Stored items

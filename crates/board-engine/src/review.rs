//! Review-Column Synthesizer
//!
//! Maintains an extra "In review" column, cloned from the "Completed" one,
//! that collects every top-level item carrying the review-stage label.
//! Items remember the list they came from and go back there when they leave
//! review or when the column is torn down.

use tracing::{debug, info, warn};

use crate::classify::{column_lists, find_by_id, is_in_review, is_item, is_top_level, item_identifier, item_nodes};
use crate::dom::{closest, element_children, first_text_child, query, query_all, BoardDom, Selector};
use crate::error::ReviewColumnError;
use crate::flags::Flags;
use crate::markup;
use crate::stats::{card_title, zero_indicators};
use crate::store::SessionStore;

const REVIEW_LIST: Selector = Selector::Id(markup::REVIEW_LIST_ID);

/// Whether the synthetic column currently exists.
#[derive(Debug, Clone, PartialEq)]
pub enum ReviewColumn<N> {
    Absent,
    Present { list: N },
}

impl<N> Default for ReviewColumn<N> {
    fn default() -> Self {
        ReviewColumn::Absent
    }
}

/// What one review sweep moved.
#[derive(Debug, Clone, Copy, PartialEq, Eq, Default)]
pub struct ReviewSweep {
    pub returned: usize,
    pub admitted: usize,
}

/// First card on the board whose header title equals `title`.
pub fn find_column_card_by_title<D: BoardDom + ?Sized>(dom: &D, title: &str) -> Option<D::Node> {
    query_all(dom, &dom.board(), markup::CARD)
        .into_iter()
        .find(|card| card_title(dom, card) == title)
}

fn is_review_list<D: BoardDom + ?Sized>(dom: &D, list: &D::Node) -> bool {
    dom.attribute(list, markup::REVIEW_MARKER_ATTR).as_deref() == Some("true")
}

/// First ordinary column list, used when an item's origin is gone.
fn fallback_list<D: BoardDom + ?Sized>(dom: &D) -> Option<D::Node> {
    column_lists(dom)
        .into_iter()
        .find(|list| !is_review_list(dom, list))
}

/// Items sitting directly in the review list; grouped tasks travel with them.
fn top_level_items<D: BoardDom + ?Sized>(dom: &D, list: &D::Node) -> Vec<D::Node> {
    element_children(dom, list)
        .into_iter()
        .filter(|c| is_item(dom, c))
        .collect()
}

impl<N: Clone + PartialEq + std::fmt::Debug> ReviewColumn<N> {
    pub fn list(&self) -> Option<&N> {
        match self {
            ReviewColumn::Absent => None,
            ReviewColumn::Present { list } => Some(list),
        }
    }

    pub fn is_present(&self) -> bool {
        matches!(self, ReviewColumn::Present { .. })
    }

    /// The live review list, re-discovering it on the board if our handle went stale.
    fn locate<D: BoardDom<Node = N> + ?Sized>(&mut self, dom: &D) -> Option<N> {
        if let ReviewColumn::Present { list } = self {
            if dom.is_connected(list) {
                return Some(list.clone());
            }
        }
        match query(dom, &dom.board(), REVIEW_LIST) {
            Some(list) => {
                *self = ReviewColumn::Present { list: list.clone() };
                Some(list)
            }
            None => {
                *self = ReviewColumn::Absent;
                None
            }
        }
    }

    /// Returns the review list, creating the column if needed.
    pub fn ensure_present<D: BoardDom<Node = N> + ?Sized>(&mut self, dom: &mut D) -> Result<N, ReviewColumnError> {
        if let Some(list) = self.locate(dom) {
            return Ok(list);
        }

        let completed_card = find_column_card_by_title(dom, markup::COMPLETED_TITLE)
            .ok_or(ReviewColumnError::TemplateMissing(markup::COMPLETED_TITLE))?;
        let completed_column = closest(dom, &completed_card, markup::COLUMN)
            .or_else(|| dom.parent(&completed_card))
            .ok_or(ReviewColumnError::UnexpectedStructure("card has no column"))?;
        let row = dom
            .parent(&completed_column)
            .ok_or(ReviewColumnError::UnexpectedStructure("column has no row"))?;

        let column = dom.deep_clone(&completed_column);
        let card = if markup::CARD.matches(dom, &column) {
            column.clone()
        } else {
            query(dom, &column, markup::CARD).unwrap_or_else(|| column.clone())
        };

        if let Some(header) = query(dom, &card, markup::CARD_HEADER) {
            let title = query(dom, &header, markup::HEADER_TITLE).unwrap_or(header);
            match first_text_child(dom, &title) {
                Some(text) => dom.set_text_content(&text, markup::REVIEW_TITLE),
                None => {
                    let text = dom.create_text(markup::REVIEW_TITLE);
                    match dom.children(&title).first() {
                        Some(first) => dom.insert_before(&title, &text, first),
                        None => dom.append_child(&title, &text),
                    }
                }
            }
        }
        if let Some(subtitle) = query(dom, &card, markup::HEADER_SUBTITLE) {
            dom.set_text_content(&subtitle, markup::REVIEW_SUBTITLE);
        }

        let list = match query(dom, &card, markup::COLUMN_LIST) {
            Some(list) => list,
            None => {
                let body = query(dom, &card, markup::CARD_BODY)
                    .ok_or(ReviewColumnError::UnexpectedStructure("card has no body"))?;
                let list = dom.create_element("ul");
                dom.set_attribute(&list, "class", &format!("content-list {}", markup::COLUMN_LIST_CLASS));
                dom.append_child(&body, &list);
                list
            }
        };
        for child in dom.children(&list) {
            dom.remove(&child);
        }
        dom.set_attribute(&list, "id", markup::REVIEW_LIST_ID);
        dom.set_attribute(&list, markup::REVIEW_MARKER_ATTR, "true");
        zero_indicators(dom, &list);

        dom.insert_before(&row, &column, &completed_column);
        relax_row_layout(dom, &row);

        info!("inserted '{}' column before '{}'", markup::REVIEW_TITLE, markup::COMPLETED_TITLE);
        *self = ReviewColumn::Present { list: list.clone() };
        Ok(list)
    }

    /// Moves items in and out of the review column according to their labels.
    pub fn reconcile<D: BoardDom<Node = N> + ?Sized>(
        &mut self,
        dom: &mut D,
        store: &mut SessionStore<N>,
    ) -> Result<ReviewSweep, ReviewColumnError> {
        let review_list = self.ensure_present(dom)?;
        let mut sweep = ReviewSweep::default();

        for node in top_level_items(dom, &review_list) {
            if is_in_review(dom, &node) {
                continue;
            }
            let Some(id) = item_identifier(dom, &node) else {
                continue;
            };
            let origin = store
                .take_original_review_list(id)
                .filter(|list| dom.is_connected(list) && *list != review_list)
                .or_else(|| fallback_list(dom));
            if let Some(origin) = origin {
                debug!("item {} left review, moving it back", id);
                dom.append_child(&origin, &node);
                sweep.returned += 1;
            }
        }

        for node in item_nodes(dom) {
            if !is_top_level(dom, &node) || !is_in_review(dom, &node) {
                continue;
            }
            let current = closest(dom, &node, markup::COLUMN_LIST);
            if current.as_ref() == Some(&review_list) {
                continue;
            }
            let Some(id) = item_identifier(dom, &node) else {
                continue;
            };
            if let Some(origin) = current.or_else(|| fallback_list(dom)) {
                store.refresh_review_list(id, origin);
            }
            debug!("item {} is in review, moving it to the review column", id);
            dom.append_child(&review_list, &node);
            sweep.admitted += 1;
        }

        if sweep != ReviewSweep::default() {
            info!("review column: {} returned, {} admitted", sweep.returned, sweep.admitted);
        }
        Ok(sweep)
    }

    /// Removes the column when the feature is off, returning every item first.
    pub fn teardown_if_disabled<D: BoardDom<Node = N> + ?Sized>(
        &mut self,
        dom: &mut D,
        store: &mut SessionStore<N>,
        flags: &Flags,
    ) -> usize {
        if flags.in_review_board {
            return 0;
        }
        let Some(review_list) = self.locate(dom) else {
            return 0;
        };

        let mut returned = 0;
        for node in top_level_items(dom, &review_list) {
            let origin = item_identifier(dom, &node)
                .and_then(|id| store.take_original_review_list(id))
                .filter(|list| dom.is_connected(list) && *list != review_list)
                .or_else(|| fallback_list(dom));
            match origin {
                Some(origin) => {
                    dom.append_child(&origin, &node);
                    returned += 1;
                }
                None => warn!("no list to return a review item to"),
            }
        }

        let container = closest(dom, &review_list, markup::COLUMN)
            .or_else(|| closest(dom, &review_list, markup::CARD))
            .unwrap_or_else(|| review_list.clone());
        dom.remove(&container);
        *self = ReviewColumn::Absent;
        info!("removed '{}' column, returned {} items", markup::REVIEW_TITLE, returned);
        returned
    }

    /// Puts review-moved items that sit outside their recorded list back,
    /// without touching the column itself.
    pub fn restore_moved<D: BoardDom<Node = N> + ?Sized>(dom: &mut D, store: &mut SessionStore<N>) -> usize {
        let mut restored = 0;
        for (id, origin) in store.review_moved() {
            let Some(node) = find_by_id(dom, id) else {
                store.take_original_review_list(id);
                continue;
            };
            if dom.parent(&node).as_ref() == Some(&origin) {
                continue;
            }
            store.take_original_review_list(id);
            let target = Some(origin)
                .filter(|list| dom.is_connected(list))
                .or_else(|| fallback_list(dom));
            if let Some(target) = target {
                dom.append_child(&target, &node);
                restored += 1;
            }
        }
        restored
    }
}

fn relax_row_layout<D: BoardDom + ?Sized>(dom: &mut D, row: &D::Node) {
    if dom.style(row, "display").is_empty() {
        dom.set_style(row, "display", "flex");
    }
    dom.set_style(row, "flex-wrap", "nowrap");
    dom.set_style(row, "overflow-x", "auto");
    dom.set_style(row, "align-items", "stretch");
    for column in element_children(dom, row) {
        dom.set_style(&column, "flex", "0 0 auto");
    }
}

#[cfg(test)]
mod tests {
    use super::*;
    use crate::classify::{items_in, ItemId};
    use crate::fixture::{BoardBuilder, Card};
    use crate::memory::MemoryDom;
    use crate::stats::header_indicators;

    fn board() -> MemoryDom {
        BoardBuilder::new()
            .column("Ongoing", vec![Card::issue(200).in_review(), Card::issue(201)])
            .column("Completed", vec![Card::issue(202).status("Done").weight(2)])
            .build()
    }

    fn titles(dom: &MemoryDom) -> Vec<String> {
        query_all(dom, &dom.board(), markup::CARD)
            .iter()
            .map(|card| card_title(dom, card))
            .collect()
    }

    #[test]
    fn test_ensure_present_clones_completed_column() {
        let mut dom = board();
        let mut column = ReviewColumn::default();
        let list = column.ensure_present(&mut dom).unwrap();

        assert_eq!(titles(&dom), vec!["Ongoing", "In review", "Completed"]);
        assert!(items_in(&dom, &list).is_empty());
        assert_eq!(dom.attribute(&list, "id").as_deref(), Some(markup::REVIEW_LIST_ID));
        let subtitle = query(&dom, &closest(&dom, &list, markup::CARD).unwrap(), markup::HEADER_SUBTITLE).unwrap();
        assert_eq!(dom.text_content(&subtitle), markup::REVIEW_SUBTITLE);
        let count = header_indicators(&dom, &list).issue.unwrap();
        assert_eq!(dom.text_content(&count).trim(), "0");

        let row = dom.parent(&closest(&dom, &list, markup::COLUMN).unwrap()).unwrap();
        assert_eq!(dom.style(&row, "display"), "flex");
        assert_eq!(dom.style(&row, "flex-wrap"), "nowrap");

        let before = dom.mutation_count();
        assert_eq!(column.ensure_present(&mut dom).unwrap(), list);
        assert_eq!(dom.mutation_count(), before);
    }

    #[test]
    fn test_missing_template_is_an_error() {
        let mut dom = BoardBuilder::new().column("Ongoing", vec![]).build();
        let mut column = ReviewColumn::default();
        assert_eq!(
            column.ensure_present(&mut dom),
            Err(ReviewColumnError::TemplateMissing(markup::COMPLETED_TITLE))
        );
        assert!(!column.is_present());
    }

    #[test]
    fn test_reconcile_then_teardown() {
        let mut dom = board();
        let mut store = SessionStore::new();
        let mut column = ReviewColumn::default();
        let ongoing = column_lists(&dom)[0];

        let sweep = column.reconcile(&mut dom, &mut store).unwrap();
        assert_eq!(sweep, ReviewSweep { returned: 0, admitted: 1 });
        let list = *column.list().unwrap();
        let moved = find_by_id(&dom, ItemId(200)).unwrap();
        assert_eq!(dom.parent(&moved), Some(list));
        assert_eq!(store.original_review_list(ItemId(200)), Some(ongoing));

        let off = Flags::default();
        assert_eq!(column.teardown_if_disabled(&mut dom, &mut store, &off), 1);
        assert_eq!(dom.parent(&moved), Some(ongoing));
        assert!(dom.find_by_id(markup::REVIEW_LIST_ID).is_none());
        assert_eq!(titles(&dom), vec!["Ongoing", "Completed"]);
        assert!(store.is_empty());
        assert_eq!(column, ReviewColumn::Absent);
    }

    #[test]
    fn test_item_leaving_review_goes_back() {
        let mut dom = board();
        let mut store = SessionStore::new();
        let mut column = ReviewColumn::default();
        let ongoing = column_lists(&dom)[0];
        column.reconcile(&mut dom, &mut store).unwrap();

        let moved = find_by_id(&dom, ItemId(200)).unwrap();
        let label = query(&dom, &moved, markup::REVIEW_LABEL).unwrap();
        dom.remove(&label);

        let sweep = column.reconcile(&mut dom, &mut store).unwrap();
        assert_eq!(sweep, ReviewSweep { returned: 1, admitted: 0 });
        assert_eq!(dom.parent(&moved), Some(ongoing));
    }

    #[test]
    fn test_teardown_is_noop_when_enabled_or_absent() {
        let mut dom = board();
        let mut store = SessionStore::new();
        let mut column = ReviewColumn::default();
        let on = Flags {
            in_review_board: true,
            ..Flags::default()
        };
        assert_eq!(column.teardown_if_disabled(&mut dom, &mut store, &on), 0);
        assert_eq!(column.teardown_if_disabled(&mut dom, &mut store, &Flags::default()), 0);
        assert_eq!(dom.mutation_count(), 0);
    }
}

> **Task prompt**:
Take the lines above from the one containing "let card = if" to the one containing "match first_text_child(dom, &title)" and retype them exactly, both ends included, with nothing added.

> **Response area**:
        let card = if markup::CARD.matches(dom, &column) {
            column.clone()
        } else {
            query(dom, &column, markup::CARD).unwrap_or_else(|| column.clone())
        };

        if let Some(header) = query(dom, &card, markup::CARD_HEADER) {
            let title = query(dom, &header, markup::HEADER_TITLE).unwrap_or(header);
            match first_text_child(dom, &title) {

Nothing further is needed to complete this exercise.